‘You say that as if you already know they’re wrong.’
He slid the envelope unopened into his pocket. ‘I’m afraid I’m not very keen on the author.’
‘Oh, well.’ Mrs Dunn held the front door open for him. ‘You never know, they’ll maybe surprise you.’
Murray thanked her and turned to go. He was already on the path when she called him back.
‘Dr Watson, Jamie the postie told me you were doing a rare tear the other day. You know, the roads here are good, as they go, but you have to take care. We had a bad crash here a few years back.’
‘I heard.’
Mrs Dunn nodded her head, as if everything she needed to say had already been said.
Chapter Twenty-Eight
THE WIND THAT had battered against Mrs Dunn’s windows was battering against Murray now. It occurred to him that this was the kind of night when ill-prepared walkers drifted from pathways and died of hypothermia. He wondered if he should turn back, but kept trudging forth, head down against the wind, like some gothic rambler compelled to wander the world.
Murray saw the lights of a car blinking from the distant curves and bends of the road ahead as if to emphasise how far he had left to walk. The warmth of Mrs Dunn’s living room had blown away in the wind.
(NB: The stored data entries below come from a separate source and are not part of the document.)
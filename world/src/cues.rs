//! Minimal animation-cue surface backing cooperative wait-for-condition
//! sequences.
//!
//! The host environment owns real animation playback; the simulation only
//! needs to trigger a named cue and later observe which state is active and
//! how far along it is. This board models that contract with fixed clip
//! durations so death sequences and strike flourishes stay deterministic.

use std::time::Duration;

/// Named animation cues the simulation can trigger.
#[derive(Clone, Copy, Debug, PartialEq, Eq)]
pub(crate) enum CueName {
    /// Unit death playback.
    Death,
    /// Enemy melee strike flourish.
    Attacking,
    /// Enemy death playback.
    Dead,
}

#[derive(Clone, Copy, Debug)]
struct CuePlayback {
    name: CueName,
    elapsed: Duration,
    duration: Duration,
}

/// Per-instance cue playback track.
#[derive(Clone, Copy, Debug, Default)]
pub(crate) struct CueTrack {
    active: Option<CuePlayback>,
}

impl CueTrack {
    /// Starts the named cue, replacing any playback already in flight.
    pub(crate) fn trigger(&mut self, name: CueName, duration: Duration) {
        self.active = Some(CuePlayback {
            name,
            elapsed: Duration::ZERO,
            duration,
        });
    }

    /// Advances the active playback by the elapsed tick time.
    pub(crate) fn advance(&mut self, dt: Duration) {
        if let Some(playback) = self.active.as_mut() {
            playback.elapsed = playback.elapsed.saturating_add(dt);
        }
    }

    /// Name of the currently active state, if any.
    pub(crate) fn state(&self) -> Option<CueName> {
        self.active.map(|playback| playback.name)
    }

    /// Normalized progress of the active playback in `0.0..=1.0`.
    ///
    /// Reports zero when no cue is active; a finished cue holds at one the
    /// way an animator rests in its terminal state.
    pub(crate) fn normalized(&self) -> f32 {
        let Some(playback) = self.active else {
            return 0.0;
        };

        if playback.duration.is_zero() {
            return 1.0;
        }

        (playback.elapsed.as_secs_f32() / playback.duration.as_secs_f32()).min(1.0)
    }

    /// Clears the track for pooled reuse.
    pub(crate) fn rebind(&mut self) {
        self.active = None;
    }
}

#[cfg(test)]
mod tests {
    use super::{CueName, CueTrack};
    use std::time::Duration;

    #[test]
    fn idle_track_reports_no_state() {
        let track = CueTrack::default();
        assert_eq!(track.state(), None);
        assert_eq!(track.normalized(), 0.0);
    }

    #[test]
    fn playback_progress_is_clamped() {
        let mut track = CueTrack::default();
        track.trigger(CueName::Death, Duration::from_secs(1));
        track.advance(Duration::from_millis(500));
        assert_eq!(track.state(), Some(CueName::Death));
        assert!((track.normalized() - 0.5).abs() < 1e-3);

        track.advance(Duration::from_secs(5));
        assert_eq!(track.normalized(), 1.0);
    }

    #[test]
    fn rebind_clears_playback() {
        let mut track = CueTrack::default();
        track.trigger(CueName::Dead, Duration::from_secs(1));
        track.rebind();
        assert_eq!(track.state(), None);
    }

    #[test]
    fn zero_length_cue_completes_immediately() {
        let mut track = CueTrack::default();
        track.trigger(CueName::Attacking, Duration::ZERO);
        assert_eq!(track.normalized(), 1.0);
    }
}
He started to murmur a song his father used to sing late on sleepless nights when he and Jack were boys. It was a ballad about what it was to be a cowboy; the impossibility of ever finding love and the inevitability of a lonely death. Sometimes, when he was young, it had seemed to Murray that misery was all he had. He would nurse it to himself, not daring to let it go for fear of losing himself. Murray remembered taking the point of his maths compass and twisting it slowly into his palm, digging a homemade stigmata. It was stupid. All of it. Life and what you made of it. Stupid.
He heard the rumble of the vehicle’s engine, saw its headlights round the bend and stepped aside into the verge as a large, grey Land-Rover hove into view. The vehicle slowed to a halt beside him and the driver wound down his window.
‘Murray Watson?’
‘Yes?’
His first thought was that something had happened to Jack and this person had been sent to find him, but the man was smiling beneath his shaggy beard.
‘Hop in and I’ll give you a lift.’
‘I’m going in the opposite direction.’
The man grinned. His teeth shone piratical against the black of his beard and the dark of the night. He said, ‘We’re on a small island, how far can it be?’
The wind picked up tempo, bringing a hail of rain with it. Murray jogged round to the passenger side, pulled open the door and climbed in. The stranger might be a descendent of Sawney Bean intent on reviving the family business, but if he was offering a lift, Murray was willing to give him the benefit of the doubt. He snapped the seatbelt home.
‘Good lad.’ The driver was wearing a chunky Shetland knit. His long hair was twisted into two plaits fastened with mismatched elastic bands. ‘There’s a place down here I can turn.’
Murray thought he could smell the faint taint of marijuana beneath the pine car-freshener scent he always associated with long journeys and travel sickness. He said, ‘This is good of you.’
The stranger reversed the Land-Rover into the entrance of a field then looked at Murray.
‘You don’t remember me, do you?’
Murray stared at his face. Some memory stirred, and then slithered from his reach.
‘Maybe it’s the beard?’
‘You’re pretty beardy yourself.’ The man laughed. ‘I probably wouldn’t have clocked you if Mrs Dunn hadn’t mentioned you were on the island. She likes her academics, does our landlady.’ He stuck out his hand. ‘Jem Edwards. You used to go out with Angela Whatsit, didn’t you? I was in her year. We went for a drink a few times.’
‘God, yes. You were there the night we went to see The Fall.’
‘That was a good gig.’
The driver held out a hand and Murray shook it. Jem looked older and broader, but he remembered him now. He’s been one of Angela’s archaeology crew. Good-natured, hard-drinking, tendency to dress like a Viking. Murray could have hugged him.
‘Didn’t you used to play the bagpipes?’
‘Still do. But not so often at parties these days.’ Jem turned the jeep. ‘So where are we headed? Tell me you’ve found a wee shebeen full of beautiful women, good whisky and fearless fiddle-players.’
Murray laughed and realised that the archaeologist’s hearty normality might have the power to edge him into hysteria.
‘Sadly not. Do you know the crossroads on the marsh above the limekilns?’
‘I know the limekilns — they’re where our new dig’s planned — but as for the rest, you’ll have to be my guide. What are you doing here, anyway? You’re a historian, aren’t you?’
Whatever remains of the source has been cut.